** Data supplied follows **

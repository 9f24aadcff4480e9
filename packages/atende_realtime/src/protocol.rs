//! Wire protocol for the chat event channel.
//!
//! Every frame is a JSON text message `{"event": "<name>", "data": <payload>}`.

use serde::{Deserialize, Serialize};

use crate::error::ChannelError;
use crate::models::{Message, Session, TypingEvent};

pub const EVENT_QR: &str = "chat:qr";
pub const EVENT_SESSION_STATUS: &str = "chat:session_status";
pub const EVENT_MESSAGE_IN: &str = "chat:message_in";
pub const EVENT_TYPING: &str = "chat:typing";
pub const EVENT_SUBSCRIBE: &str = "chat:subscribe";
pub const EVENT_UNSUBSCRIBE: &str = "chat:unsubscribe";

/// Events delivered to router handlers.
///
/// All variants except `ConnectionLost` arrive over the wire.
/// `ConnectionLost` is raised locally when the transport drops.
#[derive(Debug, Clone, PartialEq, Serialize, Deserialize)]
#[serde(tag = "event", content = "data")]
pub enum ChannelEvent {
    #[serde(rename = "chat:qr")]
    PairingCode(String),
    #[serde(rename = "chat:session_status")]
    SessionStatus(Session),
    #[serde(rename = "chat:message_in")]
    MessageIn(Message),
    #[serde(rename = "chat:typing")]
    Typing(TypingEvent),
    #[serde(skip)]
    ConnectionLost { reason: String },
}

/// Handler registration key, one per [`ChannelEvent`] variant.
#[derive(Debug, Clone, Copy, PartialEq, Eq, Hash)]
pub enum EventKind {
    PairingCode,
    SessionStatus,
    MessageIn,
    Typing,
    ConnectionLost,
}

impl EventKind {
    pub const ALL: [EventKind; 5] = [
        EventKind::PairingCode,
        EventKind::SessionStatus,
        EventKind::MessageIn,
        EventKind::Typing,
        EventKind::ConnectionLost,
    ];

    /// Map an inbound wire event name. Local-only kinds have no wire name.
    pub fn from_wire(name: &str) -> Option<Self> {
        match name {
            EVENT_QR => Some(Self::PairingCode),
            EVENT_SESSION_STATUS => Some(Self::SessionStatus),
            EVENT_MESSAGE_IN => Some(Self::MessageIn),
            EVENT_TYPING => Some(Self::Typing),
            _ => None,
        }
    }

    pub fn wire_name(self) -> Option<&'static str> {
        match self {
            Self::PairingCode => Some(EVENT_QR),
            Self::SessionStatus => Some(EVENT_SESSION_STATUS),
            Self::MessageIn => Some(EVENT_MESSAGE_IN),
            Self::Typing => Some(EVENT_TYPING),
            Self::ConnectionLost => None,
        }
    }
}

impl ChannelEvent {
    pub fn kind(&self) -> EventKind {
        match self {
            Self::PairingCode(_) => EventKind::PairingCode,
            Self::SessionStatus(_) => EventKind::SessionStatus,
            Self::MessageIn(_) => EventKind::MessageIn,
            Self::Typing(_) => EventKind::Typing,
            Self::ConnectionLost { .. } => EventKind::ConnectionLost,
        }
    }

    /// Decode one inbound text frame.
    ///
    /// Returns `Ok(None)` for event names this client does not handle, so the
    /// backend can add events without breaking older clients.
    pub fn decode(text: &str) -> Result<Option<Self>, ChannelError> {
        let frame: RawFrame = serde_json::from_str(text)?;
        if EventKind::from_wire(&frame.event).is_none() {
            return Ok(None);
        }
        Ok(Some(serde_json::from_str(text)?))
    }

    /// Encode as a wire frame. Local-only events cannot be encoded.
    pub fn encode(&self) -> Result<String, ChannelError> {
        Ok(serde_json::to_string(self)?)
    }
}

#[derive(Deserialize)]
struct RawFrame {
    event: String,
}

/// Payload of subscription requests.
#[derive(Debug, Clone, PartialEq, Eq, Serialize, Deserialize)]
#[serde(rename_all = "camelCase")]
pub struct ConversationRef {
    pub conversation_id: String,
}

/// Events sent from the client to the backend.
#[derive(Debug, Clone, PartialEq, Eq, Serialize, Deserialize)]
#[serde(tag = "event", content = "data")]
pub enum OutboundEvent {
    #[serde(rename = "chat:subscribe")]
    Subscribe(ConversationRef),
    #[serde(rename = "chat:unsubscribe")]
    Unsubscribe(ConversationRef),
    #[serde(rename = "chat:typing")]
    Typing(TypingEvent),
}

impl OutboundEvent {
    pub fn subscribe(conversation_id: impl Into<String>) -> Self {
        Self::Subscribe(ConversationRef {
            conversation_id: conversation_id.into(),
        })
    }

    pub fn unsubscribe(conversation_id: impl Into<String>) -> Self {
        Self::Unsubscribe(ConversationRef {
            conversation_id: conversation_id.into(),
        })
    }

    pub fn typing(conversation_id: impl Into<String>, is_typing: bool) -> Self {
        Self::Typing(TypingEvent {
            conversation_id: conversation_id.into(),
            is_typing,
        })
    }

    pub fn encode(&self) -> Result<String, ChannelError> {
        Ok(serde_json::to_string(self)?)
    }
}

** End of Data supplied **

• **Task objective**:
Counting only lines that hold "derive", state how many appear in the records, and give nothing but the number.

• **Task answer**:
5